>>>>

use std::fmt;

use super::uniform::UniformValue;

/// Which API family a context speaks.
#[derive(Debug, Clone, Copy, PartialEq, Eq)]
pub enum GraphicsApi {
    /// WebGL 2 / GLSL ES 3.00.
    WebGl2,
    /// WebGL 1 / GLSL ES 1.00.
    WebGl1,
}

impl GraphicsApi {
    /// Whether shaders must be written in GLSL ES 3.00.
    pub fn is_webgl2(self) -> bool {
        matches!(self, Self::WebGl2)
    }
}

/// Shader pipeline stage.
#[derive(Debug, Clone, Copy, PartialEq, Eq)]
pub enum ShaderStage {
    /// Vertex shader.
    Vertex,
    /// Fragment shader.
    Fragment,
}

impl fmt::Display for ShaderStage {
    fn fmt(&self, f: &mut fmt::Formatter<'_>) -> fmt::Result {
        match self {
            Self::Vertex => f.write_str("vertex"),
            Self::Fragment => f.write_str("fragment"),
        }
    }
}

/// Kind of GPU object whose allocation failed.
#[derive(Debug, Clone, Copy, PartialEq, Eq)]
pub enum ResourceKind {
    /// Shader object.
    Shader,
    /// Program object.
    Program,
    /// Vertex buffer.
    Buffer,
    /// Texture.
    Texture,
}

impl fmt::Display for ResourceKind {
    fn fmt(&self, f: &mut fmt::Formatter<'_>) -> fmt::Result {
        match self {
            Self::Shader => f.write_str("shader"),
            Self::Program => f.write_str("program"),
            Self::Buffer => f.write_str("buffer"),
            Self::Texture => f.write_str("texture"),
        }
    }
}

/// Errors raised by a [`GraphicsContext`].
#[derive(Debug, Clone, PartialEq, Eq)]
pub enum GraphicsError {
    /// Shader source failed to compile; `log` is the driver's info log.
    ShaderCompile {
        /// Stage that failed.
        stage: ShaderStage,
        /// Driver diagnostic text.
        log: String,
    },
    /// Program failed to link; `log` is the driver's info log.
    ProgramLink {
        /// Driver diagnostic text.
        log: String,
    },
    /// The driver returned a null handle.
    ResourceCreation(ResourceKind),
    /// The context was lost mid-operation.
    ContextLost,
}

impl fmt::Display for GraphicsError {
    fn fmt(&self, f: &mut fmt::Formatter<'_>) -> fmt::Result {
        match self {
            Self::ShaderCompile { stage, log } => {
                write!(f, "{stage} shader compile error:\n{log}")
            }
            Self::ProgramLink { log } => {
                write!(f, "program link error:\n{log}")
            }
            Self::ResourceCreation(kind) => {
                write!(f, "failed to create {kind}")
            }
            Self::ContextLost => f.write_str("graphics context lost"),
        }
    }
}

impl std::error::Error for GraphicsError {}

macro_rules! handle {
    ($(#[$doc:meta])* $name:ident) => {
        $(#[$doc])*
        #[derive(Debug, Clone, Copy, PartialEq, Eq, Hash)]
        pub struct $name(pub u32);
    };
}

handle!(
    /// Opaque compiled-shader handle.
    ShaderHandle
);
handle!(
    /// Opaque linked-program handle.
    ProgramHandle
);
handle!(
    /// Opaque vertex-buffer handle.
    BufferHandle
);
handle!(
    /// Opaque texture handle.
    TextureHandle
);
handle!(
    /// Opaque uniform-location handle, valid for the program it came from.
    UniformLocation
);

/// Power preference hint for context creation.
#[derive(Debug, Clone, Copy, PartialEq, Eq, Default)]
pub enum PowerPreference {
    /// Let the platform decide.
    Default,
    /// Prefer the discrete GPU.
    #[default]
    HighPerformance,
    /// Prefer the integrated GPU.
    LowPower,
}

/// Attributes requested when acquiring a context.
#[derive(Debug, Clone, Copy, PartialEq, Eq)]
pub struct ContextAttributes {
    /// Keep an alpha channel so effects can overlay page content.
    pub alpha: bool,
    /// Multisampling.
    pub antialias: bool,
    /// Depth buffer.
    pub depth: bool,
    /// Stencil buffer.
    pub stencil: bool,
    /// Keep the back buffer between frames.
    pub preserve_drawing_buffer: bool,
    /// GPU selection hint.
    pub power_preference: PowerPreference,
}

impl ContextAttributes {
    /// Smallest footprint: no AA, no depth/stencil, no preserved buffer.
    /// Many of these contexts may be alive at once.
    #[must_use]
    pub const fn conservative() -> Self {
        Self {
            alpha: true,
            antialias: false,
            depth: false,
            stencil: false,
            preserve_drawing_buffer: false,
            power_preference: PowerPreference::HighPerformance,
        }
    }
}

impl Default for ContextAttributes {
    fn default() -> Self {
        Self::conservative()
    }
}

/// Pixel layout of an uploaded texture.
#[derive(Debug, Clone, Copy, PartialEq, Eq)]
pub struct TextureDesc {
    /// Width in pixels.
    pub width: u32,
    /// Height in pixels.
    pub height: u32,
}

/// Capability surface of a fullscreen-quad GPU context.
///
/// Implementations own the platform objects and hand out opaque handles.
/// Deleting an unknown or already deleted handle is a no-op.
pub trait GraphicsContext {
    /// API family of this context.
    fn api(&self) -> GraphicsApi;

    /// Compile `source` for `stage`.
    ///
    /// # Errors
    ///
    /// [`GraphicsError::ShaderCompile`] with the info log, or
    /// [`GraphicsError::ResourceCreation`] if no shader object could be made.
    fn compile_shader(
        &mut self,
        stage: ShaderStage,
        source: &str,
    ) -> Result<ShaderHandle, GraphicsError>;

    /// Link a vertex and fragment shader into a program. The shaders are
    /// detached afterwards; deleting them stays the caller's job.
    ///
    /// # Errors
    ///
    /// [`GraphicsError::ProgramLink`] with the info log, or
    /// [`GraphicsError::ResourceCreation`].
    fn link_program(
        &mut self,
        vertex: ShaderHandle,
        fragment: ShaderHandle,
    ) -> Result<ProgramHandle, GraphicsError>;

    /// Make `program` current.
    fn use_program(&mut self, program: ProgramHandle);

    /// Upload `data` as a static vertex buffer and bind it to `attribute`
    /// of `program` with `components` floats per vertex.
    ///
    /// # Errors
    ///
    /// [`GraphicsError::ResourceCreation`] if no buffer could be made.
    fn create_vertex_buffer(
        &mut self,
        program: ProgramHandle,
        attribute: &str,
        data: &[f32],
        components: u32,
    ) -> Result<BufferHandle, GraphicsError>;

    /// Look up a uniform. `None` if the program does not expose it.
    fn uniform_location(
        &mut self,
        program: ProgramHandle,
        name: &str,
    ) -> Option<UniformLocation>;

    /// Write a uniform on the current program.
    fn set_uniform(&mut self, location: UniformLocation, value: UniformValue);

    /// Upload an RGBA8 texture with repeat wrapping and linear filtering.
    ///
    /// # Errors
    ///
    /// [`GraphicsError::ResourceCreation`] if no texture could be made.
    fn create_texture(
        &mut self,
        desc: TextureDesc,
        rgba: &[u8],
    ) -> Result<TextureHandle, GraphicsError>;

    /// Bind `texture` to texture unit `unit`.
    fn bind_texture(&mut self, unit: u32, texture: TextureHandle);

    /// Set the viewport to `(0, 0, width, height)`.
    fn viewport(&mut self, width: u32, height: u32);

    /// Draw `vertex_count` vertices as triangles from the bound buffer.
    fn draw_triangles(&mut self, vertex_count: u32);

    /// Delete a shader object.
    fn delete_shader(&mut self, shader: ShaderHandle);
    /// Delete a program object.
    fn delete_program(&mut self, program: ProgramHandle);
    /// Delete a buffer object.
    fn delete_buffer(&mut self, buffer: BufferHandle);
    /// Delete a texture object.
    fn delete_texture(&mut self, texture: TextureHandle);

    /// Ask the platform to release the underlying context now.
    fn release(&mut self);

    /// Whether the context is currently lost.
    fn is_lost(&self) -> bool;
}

<<<<
>>>>

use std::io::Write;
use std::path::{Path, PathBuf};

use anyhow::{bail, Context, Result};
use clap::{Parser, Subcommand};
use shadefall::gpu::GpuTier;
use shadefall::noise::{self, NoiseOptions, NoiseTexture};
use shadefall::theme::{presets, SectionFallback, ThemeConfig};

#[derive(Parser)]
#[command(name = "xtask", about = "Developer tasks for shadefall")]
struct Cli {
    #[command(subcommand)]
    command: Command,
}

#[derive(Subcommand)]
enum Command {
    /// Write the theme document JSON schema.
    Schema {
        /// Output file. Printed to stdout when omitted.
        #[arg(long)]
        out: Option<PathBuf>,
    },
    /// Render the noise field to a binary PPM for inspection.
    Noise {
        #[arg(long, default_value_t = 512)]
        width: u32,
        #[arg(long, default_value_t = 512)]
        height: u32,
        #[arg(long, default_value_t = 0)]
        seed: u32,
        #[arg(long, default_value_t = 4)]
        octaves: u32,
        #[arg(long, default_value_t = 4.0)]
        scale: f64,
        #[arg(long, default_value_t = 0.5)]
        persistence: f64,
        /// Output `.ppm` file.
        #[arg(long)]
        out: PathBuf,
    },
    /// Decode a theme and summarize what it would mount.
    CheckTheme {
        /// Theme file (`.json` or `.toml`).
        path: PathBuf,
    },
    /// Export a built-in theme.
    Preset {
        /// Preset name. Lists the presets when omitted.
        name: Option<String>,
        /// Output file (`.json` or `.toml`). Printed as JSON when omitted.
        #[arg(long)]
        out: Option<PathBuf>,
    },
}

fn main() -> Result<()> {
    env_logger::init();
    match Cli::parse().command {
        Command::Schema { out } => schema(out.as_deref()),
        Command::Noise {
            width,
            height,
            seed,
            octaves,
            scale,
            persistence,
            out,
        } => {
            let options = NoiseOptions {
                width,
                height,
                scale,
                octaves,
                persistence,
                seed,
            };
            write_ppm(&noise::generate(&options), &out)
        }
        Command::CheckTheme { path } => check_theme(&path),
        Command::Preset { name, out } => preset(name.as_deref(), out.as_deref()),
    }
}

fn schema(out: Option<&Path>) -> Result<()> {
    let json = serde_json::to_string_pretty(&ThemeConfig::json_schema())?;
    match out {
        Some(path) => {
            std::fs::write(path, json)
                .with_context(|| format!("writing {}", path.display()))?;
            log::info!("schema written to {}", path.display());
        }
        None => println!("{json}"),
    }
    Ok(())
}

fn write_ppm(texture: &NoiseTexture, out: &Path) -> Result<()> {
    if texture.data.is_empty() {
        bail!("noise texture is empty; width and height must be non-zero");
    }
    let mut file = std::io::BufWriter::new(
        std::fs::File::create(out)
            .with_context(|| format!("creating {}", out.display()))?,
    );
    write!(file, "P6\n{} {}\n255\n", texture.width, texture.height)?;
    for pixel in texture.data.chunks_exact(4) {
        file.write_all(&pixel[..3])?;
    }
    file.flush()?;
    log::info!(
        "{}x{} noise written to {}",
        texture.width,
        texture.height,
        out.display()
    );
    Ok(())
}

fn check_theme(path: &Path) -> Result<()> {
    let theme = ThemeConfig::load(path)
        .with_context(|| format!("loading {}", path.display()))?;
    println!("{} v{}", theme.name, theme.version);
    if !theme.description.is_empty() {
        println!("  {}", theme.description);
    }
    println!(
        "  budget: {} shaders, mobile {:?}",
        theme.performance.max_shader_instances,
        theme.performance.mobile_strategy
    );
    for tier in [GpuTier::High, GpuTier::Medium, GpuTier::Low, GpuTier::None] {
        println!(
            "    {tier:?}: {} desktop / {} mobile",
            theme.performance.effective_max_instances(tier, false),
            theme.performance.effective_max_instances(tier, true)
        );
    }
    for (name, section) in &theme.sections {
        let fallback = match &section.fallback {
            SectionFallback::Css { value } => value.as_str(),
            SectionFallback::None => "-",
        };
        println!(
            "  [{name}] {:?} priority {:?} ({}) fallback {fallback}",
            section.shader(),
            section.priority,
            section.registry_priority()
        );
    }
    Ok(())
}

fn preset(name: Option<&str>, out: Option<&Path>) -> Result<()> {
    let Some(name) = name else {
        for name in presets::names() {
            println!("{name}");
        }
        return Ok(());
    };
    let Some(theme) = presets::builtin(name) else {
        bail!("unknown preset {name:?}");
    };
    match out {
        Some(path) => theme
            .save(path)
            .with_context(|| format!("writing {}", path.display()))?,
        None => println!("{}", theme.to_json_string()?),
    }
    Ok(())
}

<<<<

Using the material above, report each line where "hint" occurs.

/// Power preference hint for context creation.
    /// GPU selection hint.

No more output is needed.